• [Task statement] Copy every line of the entries that includes the word "BTreeMap".

════

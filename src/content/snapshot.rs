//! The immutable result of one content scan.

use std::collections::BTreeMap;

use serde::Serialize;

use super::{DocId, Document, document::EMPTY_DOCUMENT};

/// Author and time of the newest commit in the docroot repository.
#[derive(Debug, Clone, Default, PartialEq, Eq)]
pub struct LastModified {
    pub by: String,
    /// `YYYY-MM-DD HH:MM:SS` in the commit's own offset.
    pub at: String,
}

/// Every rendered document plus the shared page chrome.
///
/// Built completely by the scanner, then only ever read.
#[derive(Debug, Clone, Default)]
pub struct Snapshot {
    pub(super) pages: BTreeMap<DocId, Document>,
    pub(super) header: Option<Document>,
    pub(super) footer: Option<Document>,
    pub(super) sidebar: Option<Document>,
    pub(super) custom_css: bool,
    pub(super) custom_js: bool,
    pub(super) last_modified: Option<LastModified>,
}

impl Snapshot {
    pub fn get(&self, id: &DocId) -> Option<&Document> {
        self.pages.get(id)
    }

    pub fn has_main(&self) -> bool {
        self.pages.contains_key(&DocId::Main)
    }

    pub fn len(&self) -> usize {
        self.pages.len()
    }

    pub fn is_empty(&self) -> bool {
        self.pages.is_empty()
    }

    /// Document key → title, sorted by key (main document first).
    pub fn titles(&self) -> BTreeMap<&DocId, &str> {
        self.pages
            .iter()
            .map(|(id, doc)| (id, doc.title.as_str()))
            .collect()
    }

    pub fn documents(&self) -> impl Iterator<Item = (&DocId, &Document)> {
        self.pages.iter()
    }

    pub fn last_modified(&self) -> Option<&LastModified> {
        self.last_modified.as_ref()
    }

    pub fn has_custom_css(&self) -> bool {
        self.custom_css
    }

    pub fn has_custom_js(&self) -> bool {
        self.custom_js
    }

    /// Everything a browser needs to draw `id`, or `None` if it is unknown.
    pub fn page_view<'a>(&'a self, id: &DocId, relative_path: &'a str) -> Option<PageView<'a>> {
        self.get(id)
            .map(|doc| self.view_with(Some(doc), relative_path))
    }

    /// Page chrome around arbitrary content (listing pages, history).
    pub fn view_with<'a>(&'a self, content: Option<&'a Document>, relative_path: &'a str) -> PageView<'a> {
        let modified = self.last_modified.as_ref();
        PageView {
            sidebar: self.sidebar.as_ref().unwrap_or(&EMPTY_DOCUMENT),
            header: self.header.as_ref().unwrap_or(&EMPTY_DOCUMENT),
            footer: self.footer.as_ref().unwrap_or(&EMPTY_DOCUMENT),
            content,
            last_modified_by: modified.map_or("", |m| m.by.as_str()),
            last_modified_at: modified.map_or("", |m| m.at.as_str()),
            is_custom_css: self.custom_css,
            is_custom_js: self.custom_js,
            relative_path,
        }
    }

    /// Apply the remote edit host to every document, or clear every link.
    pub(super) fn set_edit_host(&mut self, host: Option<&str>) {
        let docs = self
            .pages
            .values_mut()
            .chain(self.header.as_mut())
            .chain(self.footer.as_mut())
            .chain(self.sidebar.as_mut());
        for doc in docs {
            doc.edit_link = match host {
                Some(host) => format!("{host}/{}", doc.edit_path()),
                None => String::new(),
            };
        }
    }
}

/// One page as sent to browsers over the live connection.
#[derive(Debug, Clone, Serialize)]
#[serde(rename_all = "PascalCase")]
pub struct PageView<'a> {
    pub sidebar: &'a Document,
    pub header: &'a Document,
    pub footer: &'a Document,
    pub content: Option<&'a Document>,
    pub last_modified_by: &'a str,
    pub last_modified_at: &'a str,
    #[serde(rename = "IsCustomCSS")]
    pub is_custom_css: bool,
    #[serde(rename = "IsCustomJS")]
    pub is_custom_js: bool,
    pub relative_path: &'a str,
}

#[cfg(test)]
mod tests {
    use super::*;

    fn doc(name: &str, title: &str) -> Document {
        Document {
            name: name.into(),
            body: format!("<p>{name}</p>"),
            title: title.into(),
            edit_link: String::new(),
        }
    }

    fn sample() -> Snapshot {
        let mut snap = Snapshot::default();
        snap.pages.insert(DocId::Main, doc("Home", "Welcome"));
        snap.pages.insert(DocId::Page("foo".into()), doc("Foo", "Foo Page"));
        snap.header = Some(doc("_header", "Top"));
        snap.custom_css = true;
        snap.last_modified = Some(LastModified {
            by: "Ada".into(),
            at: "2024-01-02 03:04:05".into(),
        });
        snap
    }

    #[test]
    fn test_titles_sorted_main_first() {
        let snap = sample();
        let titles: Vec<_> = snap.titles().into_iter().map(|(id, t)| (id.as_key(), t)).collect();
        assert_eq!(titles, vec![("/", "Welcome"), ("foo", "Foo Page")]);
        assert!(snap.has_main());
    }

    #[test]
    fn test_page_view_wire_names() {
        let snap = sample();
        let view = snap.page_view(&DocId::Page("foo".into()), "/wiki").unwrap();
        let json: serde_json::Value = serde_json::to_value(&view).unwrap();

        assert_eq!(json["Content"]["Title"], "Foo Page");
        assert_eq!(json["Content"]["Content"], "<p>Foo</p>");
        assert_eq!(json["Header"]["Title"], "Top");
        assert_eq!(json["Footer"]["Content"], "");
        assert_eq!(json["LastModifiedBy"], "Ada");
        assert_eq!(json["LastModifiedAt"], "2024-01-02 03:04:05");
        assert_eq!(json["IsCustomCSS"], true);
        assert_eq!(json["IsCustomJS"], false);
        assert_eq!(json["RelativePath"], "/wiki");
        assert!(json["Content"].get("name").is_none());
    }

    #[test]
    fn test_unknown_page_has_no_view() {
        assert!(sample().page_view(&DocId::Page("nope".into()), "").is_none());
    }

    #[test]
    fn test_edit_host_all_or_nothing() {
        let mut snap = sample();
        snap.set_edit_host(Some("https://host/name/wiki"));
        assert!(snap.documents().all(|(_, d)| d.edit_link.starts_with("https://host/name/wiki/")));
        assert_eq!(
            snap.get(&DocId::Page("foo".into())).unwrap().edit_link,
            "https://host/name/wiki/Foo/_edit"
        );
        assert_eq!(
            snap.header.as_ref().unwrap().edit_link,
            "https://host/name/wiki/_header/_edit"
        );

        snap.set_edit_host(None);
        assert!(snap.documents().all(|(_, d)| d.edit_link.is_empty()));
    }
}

════

• [Solution to the exercise]
use std::collections::BTreeMap;
    pub(super) pages: BTreeMap<DocId, Document>,
    pub fn titles(&self) -> BTreeMap<&DocId, &str> {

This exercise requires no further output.